De este punto en adelante mi papá se convierte en un personaje totalmente diferente. Mi papá, el que me crió, el que cuidó de mi cuando era un bebé y el era un disidente desempleado, el que me dio y me enseñó todo, el que me dio la libertad de ser lo que yo quisiera ser, lo que me apasionara ser, el que me dio un ejemplo de vida maravilloso e invaluable ya no existía; la persona que se ahogaba en la cama de mi papá y que no cesaba de emitir un sonido gutural, que duró toda la noche, una especie de tos ahogada y acompasada que le estremecía el pecho; ese hombre con la boca abierta, los ojos cerrados, la mano dura y empuñada, ya como la de un muerto, con una mancha de vómito junto a su cara no podía ser y, sobre todo, yo no quería que fuese mi padre.
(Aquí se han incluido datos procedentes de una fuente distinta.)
//! Shared rendering helpers: panel blocks, placeholders, scrollbar, centered rect.

use ratatui::{
    layout::{Alignment, Margin, Rect},
    style::{Modifier, Style},
    text::{Line, Span},
    widgets::{Block, Borders, Paragraph, Scrollbar, ScrollbarOrientation, ScrollbarState},
    Frame,
};

use crate::ui::state::Feed;
use crate::ui::theme::Theme;

/// Bordered panel block with an accented title. Demo data gets a badge.
pub fn panel<'a>(title: String, demo: bool, t: &Theme) -> Block<'a> {
    let mut spans = vec![Span::styled(format!(" {} ", title), t.header_style())];
    if demo {
        spans.push(Span::styled(
            t!("common.demo_badge").to_string(),
            t.badge_style(t.warning),
        ));
        spans.push(Span::raw(" "));
    }
    Block::default()
        .title(Line::from(spans))
        .borders(Borders::ALL)
        .border_style(t.border_style())
}

/// Centered dim message for empty, loading, or unavailable sections.
pub fn render_placeholder(frame: &mut Frame, area: Rect, message: &str, t: &Theme) {
    if area.height == 0 {
        return;
    }
    let y = area.y + area.height.saturating_sub(1) / 2;
    let line_area = Rect::new(area.x, y, area.width, 1);
    frame.render_widget(
        Paragraph::new(Line::from(Span::styled(
            message.to_string(),
            Style::default().fg(t.text_muted),
        )))
        .alignment(Alignment::Center),
        line_area,
    );
}

/// Placeholder text for a feed that has nothing to draw yet.
pub fn feed_message<T>(feed: &Feed<T>, loading: bool) -> Option<String> {
    match feed {
        Feed::Live(_) | Feed::Demo(_) => None,
        Feed::Pending if loading => Some(t!("common.loading").to_string()),
        Feed::Pending => Some(t!("common.no_data").to_string()),
        Feed::Unavailable => Some(t!("common.unavailable").to_string()),
    }
}

/// Bold accent section heading.
pub fn section_heading<'a>(text: String, t: &Theme) -> Line<'a> {
    Line::from(Span::styled(
        text,
        Style::default().fg(t.accent).add_modifier(Modifier::BOLD),
    ))
}

/// Render a vertical scrollbar inside a bordered area (1px vertical margin).
///
/// Only renders if `total` exceeds the inner height.
pub fn render_scrollbar_bordered(frame: &mut Frame, area: Rect, total: usize, position: usize) {
    let visible_height = area.height.saturating_sub(2) as usize;
    if total <= visible_height {
        return;
    }
    let scrollbar = Scrollbar::new(ScrollbarOrientation::VerticalRight)
        .begin_symbol(Some("▲"))
        .end_symbol(Some("▼"));
    let mut scrollbar_state = ScrollbarState::new(total).position(position);
    frame.render_stateful_widget(
        scrollbar,
        area.inner(Margin {
            vertical: 1,
            horizontal: 0,
        }),
        &mut scrollbar_state,
    );
}

/// First row index to draw so that `selected` stays on screen.
pub fn scroll_offset(selected: usize, visible: usize, total: usize) -> usize {
    if visible == 0 || total <= visible {
        return 0;
    }
    selected
        .saturating_sub(visible - 1)
        .min(total - visible)
}

/// Return a `Rect` centered within `area` with the given dimensions.
pub fn centered_rect(width: u16, height: u16, area: Rect) -> Rect {
    let x = area.x + (area.width.saturating_sub(width)) / 2;
    let y = area.y + (area.height.saturating_sub(height)) / 2;
    Rect {
        x,
        y,
        width: width.min(area.width),
        height: height.min(area.height),
    }
}
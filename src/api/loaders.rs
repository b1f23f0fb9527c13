//! View loaders: fetch and shape everything one panel needs.
//!
//! Loaders only talk to the backend and return structured results. They
//! never touch UI state; the app decides how each failure degrades.

use futures_util::future::join_all;

use super::client::DashboardClient;
use super::error::ApiError;
use crate::models::{
    AnalysisRecord, ContentItem, ContentType, DashboardStats, DistributionSnapshot, HotTrendItem,
    HotTrendStats, PendingCounts, RankedItem, RawFilter, TrendSeries,
};

/// Everything the dashboard panel shows, one result per section.
#[derive(Debug)]
pub struct DashboardBundle {
    pub stats: Result<DashboardStats, ApiError>,
    pub trends: Result<TrendSeries, ApiError>,
    pub distribution: Result<DistributionSnapshot, ApiError>,
    pub recent: Result<Vec<AnalysisRecord>, ApiError>,
}

/// Raw listing plus pending counts tallied from it.
#[derive(Debug)]
pub struct RawListing {
    pub items: Vec<ContentItem>,
    pub pending: PendingCounts,
}

#[derive(Debug)]
pub struct HotTrendsBundle {
    pub stats: Result<HotTrendStats, ApiError>,
    /// One list per hot-trend category, in `ContentType::HOT_TREND` order.
    pub lists: Vec<(ContentType, Vec<HotTrendItem>)>,
}

fn log_failure<T>(what: &str, result: &Result<T, ApiError>) {
    if let Err(e) = result {
        tracing::warn!(section = what, error = %e, "load failed");
    }
}

/// Stats, trends, distribution, and recent analyses, awaited in that order.
pub async fn load_dashboard(
    client: &DashboardClient,
    days: u32,
    recent_limit: usize,
) -> DashboardBundle {
    let stats = client.dashboard_stats().await;
    log_failure("dashboard stats", &stats);

    let trends = fetch_trends(client, days).await;
    let distribution = fetch_distribution(client).await;

    let recent = client.recent_analyses(recent_limit).await;
    log_failure("recent analyses", &recent);

    DashboardBundle {
        stats,
        trends,
        distribution,
        recent,
    }
}

pub async fn fetch_trends(client: &DashboardClient, days: u32) -> Result<TrendSeries, ApiError> {
    let trends = client.trends(days).await;
    log_failure("trends", &trends);
    trends
}

/// The distribution chart is derived from the stats endpoint.
pub async fn fetch_distribution(client: &DashboardClient) -> Result<DistributionSnapshot, ApiError> {
    let dist = client
        .dashboard_stats()
        .await
        .map(|stats| stats.distribution());
    log_failure("distribution", &dist);
    dist
}

pub async fn load_raw_data_view(
    client: &DashboardClient,
    filter: RawFilter,
) -> Result<RawListing, ApiError> {
    let items = client
        .raw_content(filter.type_code(), filter.period.code())
        .await;
    log_failure("raw content", &items);
    let items = items?;
    let pending = PendingCounts::tally(&items);
    Ok(RawListing { items, pending })
}

pub async fn load_hot_trends_view(client: &DashboardClient, limit: usize) -> HotTrendsBundle {
    let stats = client.hot_trend_stats().await;
    log_failure("hot-trend stats", &stats);
    let lists = fetch_hot_trend_lists(client, limit).await;
    HotTrendsBundle { stats, lists }
}

/// Fetch all hot-trend category lists concurrently.
///
/// Each request degrades to an empty list on its own; the result is only
/// returned once all of them have settled.
pub async fn fetch_hot_trend_lists(
    client: &DashboardClient,
    limit: usize,
) -> Vec<(ContentType, Vec<HotTrendItem>)> {
    let fetches = ContentType::HOT_TREND.iter().map(|&ct| async move {
        match client.hot_trends(ct, limit).await {
            Ok(items) => (ct, items),
            Err(e) => {
                tracing::warn!(category = ct.code(), error = %e, "hot-trend list unavailable");
                (ct, Vec::new())
            }
        }
    });
    join_all(fetches).await
}

/// Ranking for the drill-down panel of `code`.
pub async fn load_detail_view(
    client: &DashboardClient,
    code: &str,
    limit: usize,
) -> Result<Vec<RankedItem>, ApiError> {
    let ranking = client.top_content(code, limit).await;
    log_failure("ranking", &ranking);
    ranking
}
//! Application-wide constants.
//!
//! Centralizes timing, limits, and configuration defaults so the loaders,
//! renderers, and config layer agree on the same numbers.

use std::path::PathBuf;

// ── Backend ───────────────────────────────────────────────────────
/// Default backend base URL (the Flask service listens on port 5000).
pub const DEFAULT_API_URL: &str = "http://127.0.0.1:5000";
/// Environment variable that overrides the configured API URL.
pub const API_URL_ENV: &str = "TRENDSCOPE_API_URL";
/// Default per-request timeout (seconds).
pub const DEFAULT_REQUEST_TIMEOUT_SECS: u64 = 15;
/// Model used until the server's model list arrives.
pub const DEFAULT_MODEL: &str = "llama2";

// ── Timing ────────────────────────────────────────────────────────
/// Event poll timeout (ms) -- how often the UI checks for input.
pub const EVENT_POLL_MS: u64 = 50;
/// Clock refresh interval (ms).
pub const CLOCK_TICK_MS: u64 = 1000;
/// Delay before re-fetching the dashboard after an update trigger (seconds).
pub const DEFAULT_REFRESH_DELAY_SECS: u64 = 3;
/// Toast display duration (seconds).
pub const DEFAULT_TOAST_SECS: u64 = 3;
/// Simulated report generation delay (ms).
pub const EXPORT_DELAY_MS: u64 = 1500;

// ── Limits ────────────────────────────────────────────────────────
/// Default trend chart window (days).
pub const DEFAULT_TREND_DAYS: u32 = 7;
/// Selectable trend chart windows (days), cycled with `p`.
pub const TREND_PERIODS: &[u32] = &[7, 30, 90];
/// Recent analysis cards on the dashboard.
pub const DEFAULT_RECENT_LIMIT: usize = 5;
/// Ranking entries in the detail view.
pub const DEFAULT_RANKING_LIMIT: usize = 20;
/// Items per hot-trend category list.
pub const DEFAULT_HOT_TREND_LIMIT: usize = 10;
/// Upper bound for any configurable list limit.
pub const MAX_LIST_LIMIT: usize = 200;
/// Toasts kept on screen at once; older ones are dropped first.
pub const MAX_VISIBLE_TOASTS: usize = 4;

// ── UI Layout ─────────────────────────────────────────────────────
/// Page up/down step size.
pub const PAGE_SIZE: usize = 10;
/// Help overlay width.
pub const HELP_POPUP_WIDTH: u16 = 58;
/// Help overlay height.
pub const HELP_POPUP_HEIGHT: u16 = 30;
/// Toast width.
pub const TOAST_WIDTH: u16 = 46;

// ── Spinner Animation ─────────────────────────────────────────────
/// Spinner character sequence for loading indicators.
pub const SPINNER_CHARS: &[&str] = &["◐", "◓", "◑", "◒"];

// ── Supported Languages ───────────────────────────────────────────
/// Available UI languages for cycling.
pub const LANGUAGES: &[&str] = &["en", "zh"];

// ── Logging ───────────────────────────────────────────────────────
/// Environment variable holding the tracing filter directive.
pub const LOG_ENV: &str = "TRENDSCOPE_LOG";
/// Filter used when `LOG_ENV` is unset.
pub const DEFAULT_LOG_FILTER: &str = "trendscope=info,warn";
/// Log file name inside the log directory (rotated daily).
pub const LOG_FILE_NAME: &str = "trendscope.log";

// ── Report Export ─────────────────────────────────────────────────
/// File name prefix for exported hot-trend reports.
pub const REPORT_FILE_PREFIX: &str = "hot-trends-report";

// ── Paths ─────────────────────────────────────────────────────────

/// Returns the user's home directory, falling back to /tmp.
pub fn home_dir() -> PathBuf {
    PathBuf::from(std::env::var("HOME").unwrap_or_else(|_| "/tmp".to_string()))
}

/// Returns `~/.config/trendscope/`.
pub fn config_dir() -> PathBuf {
    home_dir().join(".config").join("trendscope")
}

/// Returns `~/.config/trendscope/config.toml`.
pub fn config_file_path() -> PathBuf {
    config_dir().join("config.toml")
}

/// Returns `~/.config/trendscope/themes/<name>.toml`.
pub fn custom_theme_path(name: &str) -> PathBuf {
    config_dir().join("themes").join(format!("{}.toml", name))
}

/// Returns `~/.config/trendscope/.env`.
pub fn env_file_path() -> PathBuf {
    config_dir().join(".env")
}

/// Returns `~/.local/share/trendscope/`.
pub fn data_dir() -> PathBuf {
    home_dir().join(".local").join("share").join("trendscope")
}

/// Returns `~/.local/share/trendscope/logs/`.
pub fn log_dir() -> PathBuf {
    data_dir().join("logs")
}
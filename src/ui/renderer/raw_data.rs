//! Raw data view: pending counters, filter bar, crawled-content table.

use ratatui::{
    layout::{Constraint, Direction, Layout, Rect},
    style::{Modifier, Style},
    text::{Line, Span},
    widgets::{Block, Borders, Cell, Paragraph, Row, Table, TableState},
    Frame,
};

use crate::models::{content_type_name, ContentType, PopularityLevel};
use crate::ui::format::{category_or_unknown, round_score};
use crate::ui::state::{AppState, LoadKey};
use crate::utils::truncate_str;

use super::helpers::{feed_message, panel, render_placeholder, render_scrollbar_bordered};

pub fn render_raw_data(frame: &mut Frame, area: Rect, state: &AppState) {
    let chunks = Layout::default()
        .direction(Direction::Vertical)
        .constraints([
            Constraint::Length(4), // Pending counters
            Constraint::Length(3), // Filter bar
            Constraint::Min(6),    // Table
        ])
        .split(area);

    render_pending(frame, chunks[0], state);
    render_filter_bar(frame, chunks[1], state);
    render_table(frame, chunks[2], state);
}

fn render_pending(frame: &mut Frame, area: Rect, state: &AppState) {
    let t = &state.theme;
    let block = panel(
        t!("raw.pending_title").to_string(),
        state.pending.is_demo(),
        t,
    );
    let inner = block.inner(area);
    frame.render_widget(block, area);

    if let Some(msg) = feed_message(&state.pending, state.is_loading(LoadKey::RawData)) {
        render_placeholder(frame, inner, &msg, t);
        return;
    }
    let Some(counts) = state.pending.data() else {
        return;
    };

    let cols = Layout::default()
        .direction(Direction::Horizontal)
        .constraints([Constraint::Ratio(1, 5); 5])
        .split(inner);
    for (ct, col) in ContentType::ALL.iter().zip(cols.iter()) {
        let line = Line::from(vec![
            Span::styled(format!(" {} ", ct.label()), Style::default().fg(t.text_dim)),
            Span::styled(
                counts.get(*ct).to_string(),
                Style::default()
                    .fg(t.series_color(*ct))
                    .add_modifier(Modifier::BOLD),
            ),
        ]);
        frame.render_widget(Paragraph::new(line), *col);
    }
}

fn render_filter_bar(frame: &mut Frame, area: Rect, state: &AppState) {
    let t = &state.theme;
    let count = state.raw_items.data().map(Vec::len).unwrap_or(0);
    let line = Line::from(vec![
        Span::styled(
            format!(" {} ", t!("raw.filter_type")),
            Style::default().fg(t.text_dim),
        ),
        Span::styled(" f ", t.badge_style(t.accent)),
        Span::styled(
            format!(" {}  ", state.raw_filter.type_label()),
            Style::default().fg(t.text_primary).add_modifier(Modifier::BOLD),
        ),
        Span::styled("│ ", Style::default().fg(t.text_muted)),
        Span::styled(
            format!("{} ", t!("raw.filter_period")),
            Style::default().fg(t.text_dim),
        ),
        Span::styled(" d ", t.badge_style(t.accent)),
        Span::styled(
            format!(" {}  ", state.raw_filter.period.label()),
            Style::default().fg(t.text_primary).add_modifier(Modifier::BOLD),
        ),
        Span::styled("│ ", Style::default().fg(t.text_muted)),
        Span::styled(
            t!("raw.row_count", count = count).to_string(),
            Style::default().fg(t.text_dim),
        ),
    ]);
    let bar = Paragraph::new(line).block(
        Block::default()
            .borders(Borders::ALL)
            .border_style(t.border_style()),
    );
    frame.render_widget(bar, area);
}

fn render_table(frame: &mut Frame, area: Rect, state: &AppState) {
    let t = &state.theme;
    let block = panel(
        t!("raw.table_title").to_string(),
        state.raw_items.is_demo(),
        t,
    );

    if let Some(msg) = feed_message(&state.raw_items, state.is_loading(LoadKey::RawData)) {
        let inner = block.inner(area);
        frame.render_widget(block, area);
        render_placeholder(frame, inner, &msg, t);
        return;
    }
    let items = state.raw_items.data().map(Vec::as_slice).unwrap_or_default();
    if items.is_empty() {
        let inner = block.inner(area);
        frame.render_widget(block, area);
        render_placeholder(frame, inner, &t!("raw.no_data"), t);
        return;
    }

    let header = Row::new(vec![
        Cell::from("ID").style(t.table_header_style()),
        Cell::from(t!("raw.col_title").to_string()).style(t.table_header_style()),
        Cell::from(t!("raw.col_type").to_string()).style(t.table_header_style()),
        Cell::from(t!("raw.col_category").to_string()).style(t.table_header_style()),
        Cell::from(t!("raw.col_popularity").to_string()).style(t.table_header_style()),
        Cell::from(t!("raw.col_source").to_string()).style(t.table_header_style()),
        Cell::from(t!("raw.col_crawled").to_string()).style(t.table_header_style()),
        Cell::from(t!("raw.col_status").to_string()).style(t.table_header_style()),
    ])
    .height(1);

    let rows: Vec<Row> = items
        .iter()
        .enumerate()
        .map(|(i, item)| {
            let style = if i == state.raw_scroll {
                t.table_row_selected()
            } else {
                t.table_row_normal()
            };
            let level = PopularityLevel::from_score(item.popularity_score);
            let id = item.id.map(|id| id.to_string()).unwrap_or_else(|| "-".into());

            Row::new(vec![
                Cell::from(id).style(Style::default().fg(t.text_dim)),
                Cell::from(truncate_str(&item.title, 36)),
                Cell::from(content_type_name(&item.content_type))
                    .style(Style::default().fg(t.text_dim)),
                Cell::from(truncate_str(
                    &category_or_unknown(item.category.as_deref()),
                    12,
                ))
                .style(Style::default().fg(t.text_dim)),
                Cell::from(Span::styled(
                    format!(" {:>3} ", round_score(item.popularity_score)),
                    t.badge_style(t.popularity_color(level)),
                )),
                Cell::from(truncate_str(&item.source_site, 14))
                    .style(Style::default().fg(t.text_muted)),
                Cell::from(truncate_str(&item.crawl_date, 19))
                    .style(Style::default().fg(t.text_muted)),
                Cell::from(item.status.label())
                    .style(Style::default().fg(t.status_color(item.status))),
            ])
            .style(style)
        })
        .collect();

    let table = Table::new(
        rows,
        [
            Constraint::Length(6),
            Constraint::Min(24),
            Constraint::Length(13),
            Constraint::Length(13),
            Constraint::Length(7),
            Constraint::Length(15),
            Constraint::Length(20),
            Constraint::Length(10),
        ],
    )
    .header(header)
    .block(block)
    .row_highlight_style(t.table_row_selected());

    let mut table_state = TableState::default();
    table_state.select(Some(state.raw_scroll));
    frame.render_stateful_widget(table, area, &mut table_state);

    render_scrollbar_bordered(frame, area, items.len(), state.raw_scroll);
}
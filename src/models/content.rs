use std::fmt;

use serde::Deserialize;

/// The five content categories the backend crawls and analyzes.
#[derive(Debug, Clone, Copy, PartialEq, Eq, Hash)]
pub enum ContentType {
    Novel,
    Drama,
    Comic,
    News,
    Entertainment,
}

impl ContentType {
    pub const ALL: [ContentType; 5] = [
        ContentType::Novel,
        ContentType::Drama,
        ContentType::Comic,
        ContentType::News,
        ContentType::Entertainment,
    ];

    /// Categories tracked by the hot-trends view (novels are not).
    pub const HOT_TREND: [ContentType; 4] = [
        ContentType::Drama,
        ContentType::Comic,
        ContentType::News,
        ContentType::Entertainment,
    ];

    /// Wire code used in URLs and JSON payloads.
    pub fn code(&self) -> &'static str {
        match self {
            ContentType::Novel => "novel",
            ContentType::Drama => "drama",
            ContentType::Comic => "comic",
            ContentType::News => "news",
            ContentType::Entertainment => "entertainment",
        }
    }

    pub fn from_code(code: &str) -> Option<Self> {
        match code {
            "novel" => Some(ContentType::Novel),
            "drama" => Some(ContentType::Drama),
            "comic" => Some(ContentType::Comic),
            "news" => Some(ContentType::News),
            "entertainment" => Some(ContentType::Entertainment),
            _ => None,
        }
    }

    pub fn label(&self) -> String {
        match self {
            ContentType::Novel => t!("content.novel").to_string(),
            ContentType::Drama => t!("content.drama").to_string(),
            ContentType::Comic => t!("content.comic").to_string(),
            ContentType::News => t!("content.news").to_string(),
            ContentType::Entertainment => t!("content.entertainment").to_string(),
        }
    }

    /// Title of the drill-down panel for this type.
    pub fn detail_title(&self) -> String {
        match self {
            ContentType::Novel => t!("detail.title_novel").to_string(),
            ContentType::Drama => t!("detail.title_drama").to_string(),
            ContentType::Comic => t!("detail.title_comic").to_string(),
            ContentType::News => t!("detail.title_news").to_string(),
            ContentType::Entertainment => t!("detail.title_entertainment").to_string(),
        }
    }
}

impl fmt::Display for ContentType {
    fn fmt(&self, f: &mut fmt::Formatter<'_>) -> fmt::Result {
        write!(f, "{}", self.code())
    }
}

/// Localized display name for a content-type code.
///
/// Unknown codes pass through unchanged so new backend categories still render.
pub fn content_type_name(code: &str) -> String {
    match ContentType::from_code(code) {
        Some(ct) => ct.label(),
        None => code.to_string(),
    }
}

/// Processing state of a crawled item.
#[derive(Debug, Clone, Copy, PartialEq, Eq, Default, Deserialize)]
#[serde(from = "String")]
pub enum ContentStatus {
    #[default]
    Pending,
    Analyzing,
    Analyzed,
}

impl From<String> for ContentStatus {
    fn from(s: String) -> Self {
        match s.as_str() {
            "pending" => ContentStatus::Pending,
            "analyzed" => ContentStatus::Analyzed,
            // Anything the backend reports mid-flight counts as analyzing
            _ => ContentStatus::Analyzing,
        }
    }
}

impl ContentStatus {
    pub fn label(&self) -> String {
        match self {
            ContentStatus::Pending => t!("raw.status_pending").to_string(),
            ContentStatus::Analyzing => t!("raw.status_analyzing").to_string(),
            ContentStatus::Analyzed => t!("raw.status_analyzed").to_string(),
        }
    }
}

/// A raw crawled item as listed by `/api/content/raw`.
#[derive(Debug, Clone, Deserialize)]
pub struct ContentItem {
    #[serde(default)]
    pub id: Option<u64>,
    pub title: String,
    pub content_type: String,
    #[serde(default)]
    pub category: Option<String>,
    #[serde(default)]
    pub popularity_score: f64,
    #[serde(default)]
    pub source_site: String,
    #[serde(default)]
    pub crawl_date: String,
    #[serde(default)]
    pub status: ContentStatus,
}

/// Coarse popularity bucket used for the raw-data badge.
#[derive(Debug, Clone, Copy, PartialEq, Eq)]
pub enum PopularityLevel {
    Low,
    Medium,
    High,
}

impl PopularityLevel {
    pub fn from_score(score: f64) -> Self {
        if score >= 80.0 {
            PopularityLevel::High
        } else if score >= 60.0 {
            PopularityLevel::Medium
        } else {
            PopularityLevel::Low
        }
    }
}

/// An entry of the per-type ranking (`/api/content/top/{type}`).
#[derive(Debug, Clone, Deserialize)]
pub struct RankedItem {
    pub title: String,
    #[serde(default)]
    pub category: Option<String>,
    #[serde(default)]
    pub popularity_score: f64,
    #[serde(default)]
    pub url: Option<String>,
}

#[cfg(test)]
mod tests {
    use super::*;

    // ── ContentType ───────────────────────────────────────────────

    #[test]
    fn code_round_trips_for_all_types() {
        for ct in ContentType::ALL {
            assert_eq!(ContentType::from_code(ct.code()), Some(ct));
        }
    }

    #[test]
    fn from_code_rejects_unknown_and_case_variants() {
        assert_eq!(ContentType::from_code("overall"), None);
        assert_eq!(ContentType::from_code("Novel"), None);
        assert_eq!(ContentType::from_code(""), None);
    }

    #[test]
    fn hot_trend_categories_exclude_novel() {
        assert!(!ContentType::HOT_TREND.contains(&ContentType::Novel));
        assert_eq!(ContentType::HOT_TREND.len(), 4);
    }

    // ── content_type_name ─────────────────────────────────────────

    #[test]
    fn content_type_name_known_codes() {
        rust_i18n::set_locale("en");
        assert_eq!(content_type_name("novel"), "Novel");
        assert_eq!(content_type_name("drama"), "Short Drama");
        assert_eq!(content_type_name("comic"), "Comic Drama");
        assert_eq!(content_type_name("news"), "News");
        assert_eq!(content_type_name("entertainment"), "Entertainment");
    }

    #[test]
    fn content_type_name_unknown_passes_through() {
        rust_i18n::set_locale("en");
        assert_eq!(content_type_name("podcast"), "podcast");
        assert_eq!(content_type_name(""), "");
    }

    // ── ContentStatus ─────────────────────────────────────────────

    #[test]
    fn status_deserializes_known_values() {
        let s: ContentStatus = serde_json::from_str("\"pending\"").unwrap();
        assert_eq!(s, ContentStatus::Pending);
        let s: ContentStatus = serde_json::from_str("\"analyzed\"").unwrap();
        assert_eq!(s, ContentStatus::Analyzed);
    }

    #[test]
    fn status_unknown_value_is_analyzing() {
        let s: ContentStatus = serde_json::from_str("\"queued\"").unwrap();
        assert_eq!(s, ContentStatus::Analyzing);
    }

    #[test]
    fn content_item_tolerates_missing_optional_fields() {
        let item: ContentItem =
            serde_json::from_str(r#"{"title":"t","content_type":"news"}"#).unwrap();
        assert_eq!(item.id, None);
        assert_eq!(item.category, None);
        assert_eq!(item.status, ContentStatus::Pending);
        assert_eq!(item.popularity_score, 0.0);
    }

    // ── PopularityLevel ───────────────────────────────────────────

    #[test]
    fn popularity_level_thresholds() {
        assert_eq!(PopularityLevel::from_score(80.0), PopularityLevel::High);
        assert_eq!(PopularityLevel::from_score(79.9), PopularityLevel::Medium);
        assert_eq!(PopularityLevel::from_score(60.0), PopularityLevel::Medium);
        assert_eq!(PopularityLevel::from_score(59.9), PopularityLevel::Low);
        assert_eq!(PopularityLevel::from_score(-5.0), PopularityLevel::Low);
    }
}
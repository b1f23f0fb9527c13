//! Drill-down view for one content type: popularity ranking and narrative.

use ratatui::{
    layout::{Constraint, Direction, Layout, Rect},
    style::{Modifier, Style},
    text::{Line, Span},
    widgets::{Paragraph, Wrap},
    Frame,
};

use crate::ui::format::{self, ranking_rows};
use crate::ui::state::{AppState, LoadKey};
use crate::utils::{pad_to_width, truncate_str};

use super::helpers::{
    feed_message, panel, render_placeholder, render_scrollbar_bordered, scroll_offset,
};

pub fn render_detail(frame: &mut Frame, area: Rect, state: &AppState, code: &str) {
    let chunks = Layout::default()
        .direction(Direction::Vertical)
        .constraints([Constraint::Min(8), Constraint::Length(7)])
        .split(area);

    render_ranking(frame, chunks[0], state, code);
    render_narrative(frame, chunks[1], state, code);
}

fn render_ranking(frame: &mut Frame, area: Rect, state: &AppState, code: &str) {
    let t = &state.theme;
    let block = panel(format::detail_title(code), false, t);
    let inner = block.inner(area);
    frame.render_widget(block, area);

    if let Some(msg) = feed_message(&state.ranking, state.is_loading(LoadKey::Detail)) {
        render_placeholder(frame, inner, &msg, t);
        return;
    }
    let rows = ranking_rows(state.ranking.data().map(Vec::as_slice).unwrap_or_default());
    if rows.is_empty() {
        render_placeholder(frame, inner, &t!("common.no_data"), t);
        return;
    }

    let visible = inner.height as usize;
    let offset = scroll_offset(state.ranking_scroll, visible, rows.len());
    let width = inner.width as usize;
    // rank badge, score column and spacing
    let title_width = width.saturating_sub(6 + 8 + 18);

    let lines: Vec<Line> = rows
        .iter()
        .enumerate()
        .skip(offset)
        .take(visible)
        .map(|(i, row)| {
            let base = if i == state.ranking_scroll {
                t.table_row_selected()
            } else {
                t.table_row_normal()
            };
            Line::from(vec![
                Span::styled(
                    format!(" {:>3} ", format!("#{}", row.rank)),
                    t.badge_style(t.rank_color(i)),
                ),
                Span::styled(" ", base),
                Span::styled(
                    pad_to_width(&truncate_str(&row.title, title_width), title_width),
                    base.add_modifier(Modifier::BOLD),
                ),
                Span::styled(
                    pad_to_width(&truncate_str(&row.category, 16), 18),
                    base.fg(t.text_dim),
                ),
                Span::styled(format!("{:>6}", row.score), base.fg(t.accent)),
            ])
        })
        .collect();

    frame.render_widget(Paragraph::new(lines), inner);
    render_scrollbar_bordered(frame, area, rows.len(), state.ranking_scroll);
}

fn render_narrative(frame: &mut Frame, area: Rect, state: &AppState, code: &str) {
    let t = &state.theme;
    let (title, body) = format::narrative(code);
    let block = panel(title, false, t);
    let text = Paragraph::new(Line::from(Span::styled(
        body,
        Style::default().fg(t.text_primary),
    )))
    .block(block)
    .wrap(Wrap { trim: true });
    frame.render_widget(text, area);
}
"Llamá a tu suegro", me dijo mi hermana histérica. Corrí hasta el teléfono y, desesperado, impotente, asustado, con un desgarrador sentimiento de incertidumbre marqué el número. Repicó un par de veces. Me contestó mi suegra. "Doña Mayela", mi tono y la hora de la llamada (casi las once de la noche) debieron dejar ver la gravedad del asunto. "Si Luis... ¿qué pasó?". "Disculpe... disculpe la hora doña Mayela...", atiné a decir. "¿Qué pasó Luis?, no te preocupés, ¿le pasó algo a la gorda?". "No doña Mayela..." y me solté en llantos, "es mi papá. No sé qué le pasa. Está inconsciente, como que le cuesta respirar. No se despierta... no sé qué le pasa.... Quería ver si el doctor podía venir a ayudarnos". "Claro Luis, cómo no, ya vamos para allá". Empecé a dar vueltas como loco por la sala de la casa de mi papá. Estaba histérico. Por instantes perdía el control. No sabía qué hacer. Me tumbé a su lado en la cama y me puse a hablarle.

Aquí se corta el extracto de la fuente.